Data for analysis START
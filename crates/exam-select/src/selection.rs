use serde::Serialize;

use exam_catalog::Catalog;
use exam_model::document::Paper;
use exam_model::options::Choice;
use exam_model::tokens::{Language, Level};

use crate::resolve::{FieldChange, resolve};

/// The one mutable entity in the system: the user's current filter choices
/// together with every list derived from them. All derived fields are kept
/// consistent by [`resolve`]; nothing mutates a `Selection` in place.
///
/// `level`/`lang` are `None` when every option is disabled for the current
/// (exam, subject, year): a valid empty state, not an error.
#[derive(Debug, Clone, PartialEq, Serialize)]
pub struct Selection {
    pub exam: String,
    /// Subject display name (codes stay inside the catalog).
    pub subject: String,
    pub year: String,
    pub level: Option<Level>,
    pub lang: Option<Language>,

    /// Subject names valid under `exam`, sorted.
    pub subjects: Vec<String>,
    /// Years valid under (`exam`, `subject`), newest first.
    pub years: Vec<String>,
    /// All levels, flagged disabled when no candidate document carries the
    /// level's path token.
    pub levels: Vec<Choice<Level>>,
    /// All languages, flagged the same way.
    pub langs: Vec<Choice<Language>>,
    /// The filtered, flattened visible documents.
    pub papers: Vec<Paper>,
}

impl Selection {
    /// Startup state: the catalog's first exam, Higher Level, English, then
    /// a full cascade to make every derived field consistent.
    pub fn initial(catalog: &Catalog) -> Self {
        let exam = catalog
            .exam_codes()
            .first()
            .map(|code| (*code).to_string())
            .unwrap_or_default();
        let seed = Self {
            exam: String::new(),
            subject: String::new(),
            year: String::new(),
            level: Some(Level::Higher),
            lang: Some(Language::English),
            subjects: Vec::new(),
            years: Vec::new(),
            levels: Vec::new(),
            langs: Vec::new(),
            papers: Vec::new(),
        };
        resolve(catalog, &seed, FieldChange::Exam(exam))
    }
}
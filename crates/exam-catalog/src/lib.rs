pub mod catalog;
pub mod error;

pub use catalog::{Catalog, CatalogSummary, YearDocuments};
pub use error::CatalogError;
Data for analysis END
_What to do_
Taking the entries above, print exactly the lines starting at the line with "Subject names valid" and ending at the line with "pub mod error;", both included.

_Response_
    /// Subject names valid under `exam`, sorted.
    pub subjects: Vec<String>,
    /// Years valid under (`exam`, `subject`), newest first.
    pub years: Vec<String>,
    /// All levels, flagged disabled when no candidate document carries the
    /// level's path token.
    pub levels: Vec<Choice<Level>>,
    /// All languages, flagged the same way.
    pub langs: Vec<Choice<Language>>,
    /// The filtered, flattened visible documents.
    pub papers: Vec<Paper>,
}

impl Selection {
    /// Startup state: the catalog's first exam, Higher Level, English, then
    /// a full cascade to make every derived field consistent.
    pub fn initial(catalog: &Catalog) -> Self {
        let exam = catalog
            .exam_codes()
            .first()
            .map(|code| (*code).to_string())
            .unwrap_or_default();
        let seed = Self {
            exam: String::new(),
            subject: String::new(),
            year: String::new(),
            level: Some(Level::Higher),
            lang: Some(Language::English),
            subjects: Vec::new(),
            years: Vec::new(),
            levels: Vec::new(),
            langs: Vec::new(),
            papers: Vec::new(),
        };
        resolve(catalog, &seed, FieldChange::Exam(exam))
    }
}
filename crates/exam-catalog/src/lib.rs
pub mod catalog;
pub mod error;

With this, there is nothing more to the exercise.